Across the material below, how many lines contain the word "XlsxReportError"? Give only the number.

-*-*-

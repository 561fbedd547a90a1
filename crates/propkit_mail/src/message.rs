//! MIME assembly of the report email.

use lettre::message::header::ContentType;
use lettre::message::{Attachment, Mailbox, MultiPart, SinglePart};
use lettre::{Address, Message};

use crate::conf::C_MIME_XLSX;
use crate::spec::{DeliveryError, SpecMailOptions, SpecSmtpConfig};
use crate::util::derive_mail_body;

/// Parse `address` into a mailbox with an optional display name.
pub fn parse_mailbox(name: Option<&str>, address: &str) -> Result<Mailbox, DeliveryError> {
    let addr: Address = address
        .trim()
        .parse()
        .map_err(|err: lettre::address::AddressError| DeliveryError::InvalidAddress {
            address: address.to_string(),
            message: err.to_string(),
        })?;
    Ok(Mailbox::new(name.map(str::to_string), addr))
}

/// Build the report email: plain-text greeting plus the workbook attachment.
pub fn build_report_message(
    smtp: &SpecSmtpConfig,
    options: &SpecMailOptions,
    recipient: &str,
    display_name: &str,
    attachment: &[u8],
) -> Result<Message, DeliveryError> {
    let c_sender = smtp
        .sender_address()
        .ok_or(DeliveryError::MissingSetting("smtp.sender_email"))?;
    let mailbox_from = parse_mailbox(Some(&smtp.sender_name), c_sender)?;
    let mailbox_to = parse_mailbox(None, recipient)?;

    let content_type = ContentType::parse(C_MIME_XLSX)
        .map_err(|err| DeliveryError::Message(err.to_string()))?;
    let part_attachment =
        Attachment::new(options.attachment_name.clone()).body(attachment.to_vec(), content_type);
    let part_body = SinglePart::plain(derive_mail_body(display_name, &options.signature));

    Message::builder()
        .from(mailbox_from)
        .to(mailbox_to)
        .subject(options.subject.as_str())
        .multipart(
            MultiPart::mixed()
                .singlepart(part_body)
                .singlepart(part_attachment),
        )
        .map_err(|err| DeliveryError::Message(err.to_string()))
}
//! Stateless helper utilities used by the XLSX reader and writer kernels.

use std::collections::{BTreeMap, BTreeSet};

use polars::prelude::{AnyValue, Column, IntoColumn, NamedFrom, Series};

use crate::conf::{
    N_LEN_EXCEL_SHEET_NAME_MAX, N_NCOLS_EXCEL_MAX, N_NROWS_EXCEL_MAX, TUP_EXCEL_ILLEGAL,
};
use crate::spec::{
    EnumCellValue, SpecBandStylePlan, SpecSheetVerticalMerge, SpecValueBand, XlsxReportError,
};

////////////////////////////////////////////////////////////////////////////////
// #region DataFrameLikeUtils

/// Make header names unique: later duplicates get `.1`, `.2`, ... and blank
/// headers become `Unnamed: <index>`.
pub fn derive_unique_column_names(headers: &[String]) -> Vec<String> {
    let mut set_names_seen: BTreeSet<String> = BTreeSet::new();
    let mut dict_dup_counter: BTreeMap<String, usize> = BTreeMap::new();
    let mut l_names = Vec::with_capacity(headers.len());

    for (n_idx, c_header) in headers.iter().enumerate() {
        let c_base = if c_header.trim().is_empty() {
            format!("Unnamed: {n_idx}")
        } else {
            c_header.clone()
        };

        let mut c_name = c_base.clone();
        while set_names_seen.contains(&c_name) {
            let n_dup = dict_dup_counter.entry(c_base.clone()).or_insert(0);
            *n_dup += 1;
            c_name = format!("{c_base}.{n_dup}");
        }
        set_names_seen.insert(c_name.clone());
        l_names.push(c_name);
    }

    l_names
}

/// Resolve mixed refs (`name` or numeric string index) to sorted unique indices.
pub fn select_sorted_indices_from_refs(
    columns: &[String],
    refs: &[String],
) -> Result<Vec<usize>, String> {
    let mut set_idx = BTreeSet::new();
    for ref_col in refs {
        if let Ok(n_idx) = ref_col.parse::<usize>() {
            set_idx.insert(n_idx);
            continue;
        }

        let Some(n_idx) = columns.iter().position(|c_name| c_name == ref_col) else {
            return Err(format!("Column not found: {ref_col:?}"));
        };
        set_idx.insert(n_idx);
    }

    Ok(set_idx.into_iter().collect())
}

/// Read every value of `col` as normalized cell values.
pub fn derive_cell_values_from_column(col: &Column) -> Result<Vec<EnumCellValue>, XlsxReportError> {
    let mut l_values = Vec::with_capacity(col.len());
    for n_idx_row in 0..col.len() {
        let value = col.get(n_idx_row)?;
        l_values.push(derive_cell_value_from_any_value(value));
    }
    Ok(l_values)
}

/// Largest magnitude at which every whole `f64` is still an exact `i64`.
const N_F64_EXACT_INT_MAX: f64 = 9_007_199_254_740_992.0;

/// Build the typed polars view of one column.
///
/// Whole numbers without gaps give `Int64`, numbers with gaps `Float64`, and
/// any text makes the whole view `String`. The cells themselves are not
/// altered; this only affects the table view.
pub fn derive_column_from_cells(name: &str, cells: &[EnumCellValue]) -> Column {
    let if_has_text = cells
        .iter()
        .any(|cell| matches!(cell, EnumCellValue::String(_)));
    let if_has_missing = cells.iter().any(|cell| matches!(cell, EnumCellValue::None));

    if !if_has_text && !if_has_missing {
        let if_all_whole = cells.iter().all(|cell| match cell {
            EnumCellValue::Number(n) => n.fract() == 0.0 && n.abs() < N_F64_EXACT_INT_MAX,
            _ => false,
        });
        if if_all_whole {
            let l_values: Vec<i64> = cells
                .iter()
                .map(|cell| match cell {
                    EnumCellValue::Number(n) => *n as i64,
                    _ => 0,
                })
                .collect();
            return Series::new(name.into(), l_values).into_column();
        }
    }

    if !if_has_text {
        let l_values: Vec<Option<f64>> = cells
            .iter()
            .map(|cell| match cell {
                EnumCellValue::Number(n) => Some(*n),
                _ => None,
            })
            .collect();
        return Series::new(name.into(), l_values).into_column();
    }

    let l_values: Vec<Option<String>> = cells
        .iter()
        .map(|cell| match cell {
            EnumCellValue::None => None,
            other => Some(other.to_display_text()),
        })
        .collect();
    Series::new(name.into(), l_values).into_column()
}

/// Map one polars value to a normalized cell value.
pub fn derive_cell_value_from_any_value(value: AnyValue<'_>) -> EnumCellValue {
    match value {
        AnyValue::Null => EnumCellValue::None,
        AnyValue::String(val) => EnumCellValue::String(val.to_string()),
        AnyValue::StringOwned(val) => EnumCellValue::String(val.to_string()),
        AnyValue::Boolean(val) => {
            EnumCellValue::String(if val { "True" } else { "False" }.to_string())
        }
        AnyValue::UInt8(val) => EnumCellValue::Number(val as f64),
        AnyValue::UInt16(val) => EnumCellValue::Number(val as f64),
        AnyValue::UInt32(val) => EnumCellValue::Number(val as f64),
        AnyValue::UInt64(val) => EnumCellValue::Number(val as f64),
        AnyValue::Int8(val) => EnumCellValue::Number(val as f64),
        AnyValue::Int16(val) => EnumCellValue::Number(val as f64),
        AnyValue::Int32(val) => EnumCellValue::Number(val as f64),
        AnyValue::Int64(val) => EnumCellValue::Number(val as f64),
        AnyValue::Float32(val) => EnumCellValue::Number(val as f64),
        AnyValue::Float64(val) => EnumCellValue::Number(val),
        _ => EnumCellValue::String(value.to_string()),
    }
}

// #endregion
////////////////////////////////////////////////////////////////////////////////
// #region SheetNormalization

/// Replace invalid chars and trim to valid Excel sheet name.
pub fn sanitize_sheet_name(name: &str, replace_to: &str) -> String {
    let mut c_name = name.to_string();
    for c_illegal in TUP_EXCEL_ILLEGAL {
        c_name = c_name.replace(c_illegal, replace_to);
    }
    c_name = c_name.trim().to_string();
    if c_name.is_empty() {
        c_name = "Sheet".to_string();
    }

    c_name.chars().take(N_LEN_EXCEL_SHEET_NAME_MAX).collect()
}

/// Find the first sheet whose name equals `target` ignoring case.
pub fn select_sheet_name_ci<'a>(sheet_names: &'a [String], target: &str) -> Option<&'a str> {
    let c_target = target.to_lowercase();
    sheet_names
        .iter()
        .find(|c_name| c_name.to_lowercase() == c_target)
        .map(String::as_str)
}

/// Reject tables that cannot fit one worksheet.
pub fn validate_sheet_dimensions(
    height_df: usize,
    width_df: usize,
    height_header: usize,
) -> Result<(), XlsxReportError> {
    let n_rows_data_max = N_NROWS_EXCEL_MAX.saturating_sub(height_header);
    if height_df > n_rows_data_max || width_df > N_NCOLS_EXCEL_MAX {
        return Err(XlsxReportError::DimensionOverflow {
            n_rows: height_df,
            n_cols: width_df,
        });
    }
    Ok(())
}

// #endregion
////////////////////////////////////////////////////////////////////////////////
// #region BandGrouping

/// Partition `values` into maximal runs of equal adjacent values.
///
/// `row_first` is the row number assigned to `values[0]`; band bounds are
/// inclusive. Bands are contiguous, non-overlapping and cover
/// `row_first..row_first + values.len()` exactly.
pub fn derive_value_bands(values: &[EnumCellValue], row_first: usize) -> Vec<SpecValueBand> {
    let mut l_bands = Vec::new();

    // `None` is the sentinel: it never equals a real value.
    let mut value_current: Option<&EnumCellValue> = None;
    let mut n_row_start = row_first;

    // One extra virtual step past the last value flushes the final band.
    for n_idx in 0..=values.len() {
        let n_row = row_first + n_idx;
        let value_next = values.get(n_idx);

        let if_boundary = match (value_current, value_next) {
            (Some(cur), Some(next)) => !cur.is_same_band_value(next),
            (None, Some(_)) => true,
            (_, None) => true,
        };
        if !if_boundary {
            continue;
        }

        if let Some(cur) = value_current {
            l_bands.push(SpecValueBand {
                value: cur.clone(),
                row_start: n_row_start,
                row_end: n_row - 1,
            });
        }
        value_current = value_next;
        n_row_start = n_row;
    }

    l_bands
}

/// Build merge and fill instructions for the location/property columns.
///
/// `values_by_col` holds every column's data values in sheet order;
/// `row_idx_first` is the zero-based worksheet row of the first data row.
/// The merge-only column gets merges; the colored column gets merges plus
/// a palette index per band (advancing once per band) spread over its rows.
pub fn plan_band_styles(
    values_by_col: &[Vec<EnumCellValue>],
    row_idx_first: usize,
    col_idx_merge_only: Option<usize>,
    col_idx_merge_colored: Option<usize>,
) -> SpecBandStylePlan {
    let n_rows = values_by_col.first().map_or(0, Vec::len);
    let mut plan = SpecBandStylePlan {
        merges: vec![],
        fill_idx_by_row: vec![None; n_rows],
        n_bands_colored: 0,
    };

    let mut l_cols_planned: Vec<(usize, bool)> = Vec::new();
    if let Some(n_col) = col_idx_merge_only
        && col_idx_merge_colored != Some(n_col)
    {
        l_cols_planned.push((n_col, false));
    }
    if let Some(n_col) = col_idx_merge_colored {
        l_cols_planned.push((n_col, true));
    }

    for (n_col, if_colored) in l_cols_planned {
        let Some(values) = values_by_col.get(n_col) else {
            continue;
        };

        for (n_idx_band, band) in derive_value_bands(values, row_idx_first)
            .into_iter()
            .enumerate()
        {
            if if_colored {
                for n_row_idx in band.row_start..=band.row_end {
                    plan.fill_idx_by_row[n_row_idx - row_idx_first] = Some(n_idx_band);
                }
                plan.n_bands_colored += 1;
            }
            if band.if_merge() {
                plan.merges.push(SpecSheetVerticalMerge {
                    col_idx: n_col,
                    row_idx_start: band.row_start,
                    row_idx_end: band.row_end,
                    value: band.value,
                });
            }
        }
    }

    plan
}

/// Build lookup map for cells covered by a vertical merge (excluding anchor).
pub fn derive_vertical_merge_tracker(
    merges: &[SpecSheetVerticalMerge],
) -> BTreeSet<(usize, usize)> {
    let mut set_merged_cells = BTreeSet::new();
    for merge in merges {
        for n_row_idx in (merge.row_idx_start + 1)..=merge.row_idx_end {
            set_merged_cells.insert((n_row_idx, merge.col_idx));
        }
    }
    set_merged_cells
}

-*-*-

**Task answer**
4